Stored items:
● ● ● ● ●
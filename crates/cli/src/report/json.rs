// SPDX-License-Identifier: MIT
// Copyright (c) 2026 Alfred Jean LLC

//! JSON format report output.

use std::io::Write;

use super::{ReportFormatter, ReportOptions};
use crate::search::SearchOutcome;

/// Pretty-printed array of hits.
pub struct JsonFormatter;

impl ReportFormatter for JsonFormatter {
    fn write_to(
        &self,
        writer: &mut dyn Write,
        outcome: &SearchOutcome,
        options: &ReportOptions,
    ) -> anyhow::Result<()> {
        let (visible, _) = options.visible(&outcome.hits);
        serde_json::to_writer_pretty(&mut *writer, visible)?;
        writeln!(writer)?;
        Ok(())
    }
}
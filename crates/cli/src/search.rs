// SPDX-License-Identifier: MIT
// Copyright (c) 2026 Alfred Jean LLC

//! Parallel keyword search over a record collection.
//!
//! One [`PatternMatcher`] is built per keyword and shared read-only
//! across rayon workers. Hits are returned in input order.

use rayon::prelude::*;
use serde::Serialize;
use uuid::Uuid;

use crate::config::defaults;
use crate::pattern::PatternMatcher;
use crate::records::Record;

/// Search settings.
#[derive(Debug, Clone, Copy)]
pub struct SearchOptions {
    /// Match regardless of case.
    pub ignore_case: bool,
}

impl Default for SearchOptions {
    fn default() -> Self {
        Self { ignore_case: defaults::search::IGNORE_CASE }
    }
}

/// A record containing at least one occurrence of the keyword.
#[derive(Debug, Clone, PartialEq, Eq, Serialize)]
#[serde(rename_all = "camelCase")]
pub struct SearchHit {
    pub id: Uuid,
    pub string_content: String,
    pub match_times: usize,
}

/// Totals for one search.
#[derive(Debug, Clone, Copy, Default, PartialEq, Eq)]
pub struct SearchSummary {
    pub records_scanned: usize,
    pub hits: usize,
    pub total_occurrences: usize,
}

/// Hits and totals for one search.
#[derive(Debug, Clone, Default)]
pub struct SearchOutcome {
    pub hits: Vec<SearchHit>,
    pub summary: SearchSummary,
}

impl SearchOutcome {
    pub fn is_empty(&self) -> bool {
        self.hits.is_empty()
    }
}

/// Search `records` for `keyword`.
///
/// An empty keyword scans nothing and yields no hits.
pub fn search(keyword: &str, records: &[Record], options: SearchOptions) -> SearchOutcome {
    if keyword.is_empty() {
        return SearchOutcome::default();
    }
    let matcher = PatternMatcher::new(keyword, options.ignore_case);
    search_with(&matcher, records)
}

/// Apply a prebuilt matcher to every record.
pub fn search_with(matcher: &PatternMatcher, records: &[Record]) -> SearchOutcome {
    let hits: Vec<SearchHit> = records
        .par_iter()
        .filter_map(|record| {
            let match_times = matcher.count_occurrences(&record.value);
            (match_times > 0).then(|| SearchHit {
                id: record.id,
                string_content: record.value.clone(),
                match_times,
            })
        })
        .collect();

    let summary = SearchSummary {
        records_scanned: records.len(),
        hits: hits.len(),
        total_occurrences: hits.iter().map(|h| h.match_times).sum(),
    };
    tracing::debug!(
        "pattern {:?}: {} hits, {} occurrences in {} records",
        matcher.pattern(),
        summary.hits,
        summary.total_occurrences,
        summary.records_scanned
    );

    SearchOutcome { hits, summary }
}

#[cfg(test)]
#[path = "search_tests.rs"]
mod tests;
● ● ● ● ●
■ **What the exercise asks**
Among the lines above, find those with the word "PartialEq". Copy them.

■ **Solution**
#[derive(Debug, Clone, PartialEq, Eq, Serialize)]
#[derive(Debug, Clone, Copy, Default, PartialEq, Eq)]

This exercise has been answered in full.